6 Sigma Mystique Takes Beating In Downturn
‘SICK SIGMA’
It has always been easy to ridicule 6 Sigma. The name — given by Motorola (NYSE: MOT) Inc, which codified 6 Sigma in the 1980s and trademarked it — is a statistical term, meaningless to lay ears and yet vaguely sinister, perhaps conjuring thoughts of a certain medical procedure involving the lower colon and a semi-rigid probe.
In practice, it looks like a cross between “The Principals of Scientific Management” and “The Teenage Mutant Ninja Turtles,” deploying teams of workers — with titles based on the colored belts used in the martial arts — to karate-chop waste and inefficiency out of their business processess.
Then there is the almost cultish devotion it inspires in some corporate adherents, a psychological effect that has prompted skeptics to dub it “Sick Sigma.”

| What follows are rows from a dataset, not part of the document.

//! Orchestrator configuration (`[llm]` in `fisioflow.toml`).
//!
//! API keys never live here: each provider names the environment variable
//! that holds its key.

use rust_decimal::Decimal;
use serde::{Deserialize, Serialize};

use crate::error::LlmError;
use crate::types::TaskType;

/// Top-level `[llm]` section.
#[derive(Debug, Clone, Default, Serialize, Deserialize)]
pub struct LlmConfig {
    /// Declared providers, in priority order unless `priority` says otherwise.
    #[serde(default)]
    pub providers: Vec<ProviderConfig>,
    /// Knowledge-base short-circuit.
    #[serde(default)]
    pub kb: KbConfig,
    /// Fallback chain.
    #[serde(default)]
    pub fallback: FallbackConfig,
    /// Per-call settings.
    #[serde(default)]
    pub call: CallConfig,
    /// Rate window and usage ledger.
    #[serde(default)]
    pub usage: UsageConfig,
}

impl LlmConfig {
    /// Parse and validate a TOML string holding the `[llm]` table's contents.
    ///
    /// # Errors
    /// [`LlmError::Config`] on malformed TOML or invalid values.
    pub fn from_toml(toml_str: &str) -> Result<Self, LlmError> {
        let config: Self = toml::from_str(toml_str).map_err(|e| LlmError::Config(e.to_string()))?;
        config.validate()?;
        Ok(config)
    }

    /// # Errors
    /// [`LlmError::Config`] naming the first bad field.
    pub fn validate(&self) -> Result<(), LlmError> {
        if !(0.0..=1.0).contains(&self.kb.confidence_threshold) {
            return Err(LlmError::Config("llm.kb.confidence_threshold must be within [0, 1]".into()));
        }
        if self.fallback.max_attempts == 0 {
            return Err(LlmError::Config("llm.fallback.max_attempts must be at least 1".into()));
        }
        if self.call.timeout_ms == 0 {
            return Err(LlmError::Config("llm.call.timeout_ms must be positive".into()));
        }
        if self.usage.rate_window_secs == 0 {
            return Err(LlmError::Config("llm.usage.rate_window_secs must be positive".into()));
        }
        let mut seen = std::collections::HashSet::new();
        for p in &self.providers {
            if p.name.trim().is_empty() {
                return Err(LlmError::Config("provider name must not be empty".into()));
            }
            if !seen.insert(p.name.as_str()) {
                return Err(LlmError::Config(format!("provider '{}' declared twice", p.name)));
            }
            if p.cost_per_token.is_sign_negative() {
                return Err(LlmError::Config(format!("provider '{}' has a negative cost_per_token", p.name)));
            }
        }
        Ok(())
    }
}

/// Wire protocol of a provider.
#[derive(Debug, Clone, Copy, PartialEq, Eq, Serialize, Deserialize)]
#[serde(rename_all = "snake_case")]
pub enum ProviderKind {
    /// OpenAI-compatible `/v1/chat/completions`.
    Openai,
    /// Anthropic `/v1/messages`.
    Anthropic,
    /// Google Gemini `generateContent`.
    Gemini,
    /// Ollama `/api/generate` (no key required).
    Ollama,
}

/// One `[[llm.providers]]` entry.
#[derive(Debug, Clone, Serialize, Deserialize)]
pub struct ProviderConfig {
    /// Unique name used in usage records and replies.
    pub name: String,
    /// Wire protocol.
    pub kind: ProviderKind,
    /// API root, e.g. `https://api.openai.com`.
    #[serde(default)]
    pub base_url: String,
    /// Model identifier.
    #[serde(default)]
    pub model: String,
    /// Environment variable holding the API key.
    #[serde(default)]
    pub api_key_env: Option<String>,
    /// Disabled providers are never selected.
    #[serde(default = "default_true")]
    pub enabled: bool,
    /// Calls admitted per rate window.
    #[serde(default = "default_rate_limit")]
    pub rate_limit_per_minute: u32,
    /// Price of one token.
    #[serde(default)]
    pub cost_per_token: Decimal,
    /// Task types this provider is preferred for.
    #[serde(default)]
    pub specialties: Vec<TaskType>,
    /// Lower is preferred; breaks score ties and orders basic-tier picks.
    #[serde(default)]
    pub priority: u32,
}

impl ProviderConfig {
    /// A provider with defaults for everything but name and kind.
    #[must_use]
    pub fn new(name: impl Into<String>, kind: ProviderKind) -> Self {
        Self {
            name: name.into(),
            kind,
            base_url: String::new(),
            model: String::new(),
            api_key_env: None,
            enabled: true,
            rate_limit_per_minute: default_rate_limit(),
            cost_per_token: Decimal::ZERO,
            specialties: Vec::new(),
            priority: 0,
        }
    }
}

/// `[llm.kb]`.
#[derive(Debug, Clone, Serialize, Deserialize)]
pub struct KbConfig {
    /// Minimum confidence for a short-circuit.
    #[serde(default = "default_threshold")]
    pub confidence_threshold: f64,
    /// Matches fetched per search.
    #[serde(default = "default_search_limit")]
    pub search_limit: usize,
}

impl Default for KbConfig {
    fn default() -> Self {
        Self {
            confidence_threshold: default_threshold(),
            search_limit: default_search_limit(),
        }
    }
}

/// How the fallback chain runs.
#[derive(Debug, Clone, Copy, PartialEq, Eq, Default, Serialize, Deserialize)]
#[serde(rename_all = "snake_case")]
pub enum FallbackMode {
    /// One provider at a time, best score first.
    #[default]
    Sequential,
    /// All candidates at once under one deadline; first success wins.
    Race,
}

/// `[llm.fallback]`.
#[derive(Debug, Clone, Serialize, Deserialize)]
pub struct FallbackConfig {
    /// Providers tried per request.
    #[serde(default = "default_attempts")]
    pub max_attempts: usize,
    /// Sequential or racing.
    #[serde(default)]
    pub mode: FallbackMode,
}

impl Default for FallbackConfig {
    fn default() -> Self {
        Self {
            max_attempts: default_attempts(),
            mode: FallbackMode::Sequential,
        }
    }
}

/// `[llm.call]`.
#[derive(Debug, Clone, Serialize, Deserialize)]
pub struct CallConfig {
    /// Per-call deadline.
    #[serde(default = "default_timeout")]
    pub timeout_ms: u64,
    /// Maximum tokens to generate.
    #[serde(default = "default_max_tokens")]
    pub max_tokens: u32,
    /// Sampling temperature.
    #[serde(default = "default_temperature")]
    pub temperature: f32,
}

impl Default for CallConfig {
    fn default() -> Self {
        Self {
            timeout_ms: default_timeout(),
            max_tokens: default_max_tokens(),
            temperature: default_temperature(),
        }
    }
}

/// `[llm.usage]`.
#[derive(Debug, Clone, Serialize, Deserialize)]
pub struct UsageConfig {
    /// Trailing window for rate admission.
    #[serde(default = "default_window")]
    pub rate_window_secs: u64,
    /// Share of the rate limit under which a provider earns the headroom bonus.
    #[serde(default = "default_rate_threshold")]
    pub rate_threshold: f64,
}

impl Default for UsageConfig {
    fn default() -> Self {
        Self {
            rate_window_secs: default_window(),
            rate_threshold: default_rate_threshold(),
        }
    }
}

fn default_true() -> bool { true }
fn default_rate_limit() -> u32 { 60 }
fn default_threshold() -> f64 { 0.80 }
fn default_search_limit() -> usize { 5 }
fn default_attempts() -> usize { 3 }
fn default_timeout() -> u64 { 30_000 }
fn default_max_tokens() -> u32 { 1024 }
fn default_temperature() -> f32 { 0.7 }
fn default_window() -> u64 { 60 }
fn default_rate_threshold() -> f64 { 0.8 }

And that’s the rub. So many top U.S.. companies have embraced 6 Sigma that it feels a bit unwise to mock it. What if its proponents are really on to something?
Dave Burritt, the chief finance officer at Caterpillar, who took a lead role in championing 6 Sigma when his company adopted it in 2001, certainly thinks so.
Asked if there were any areas of life where 6 Sigma was not relevant, Burritt did not hesitate. “6 Sigma,” he told to Reuters, “can be applied to everything.”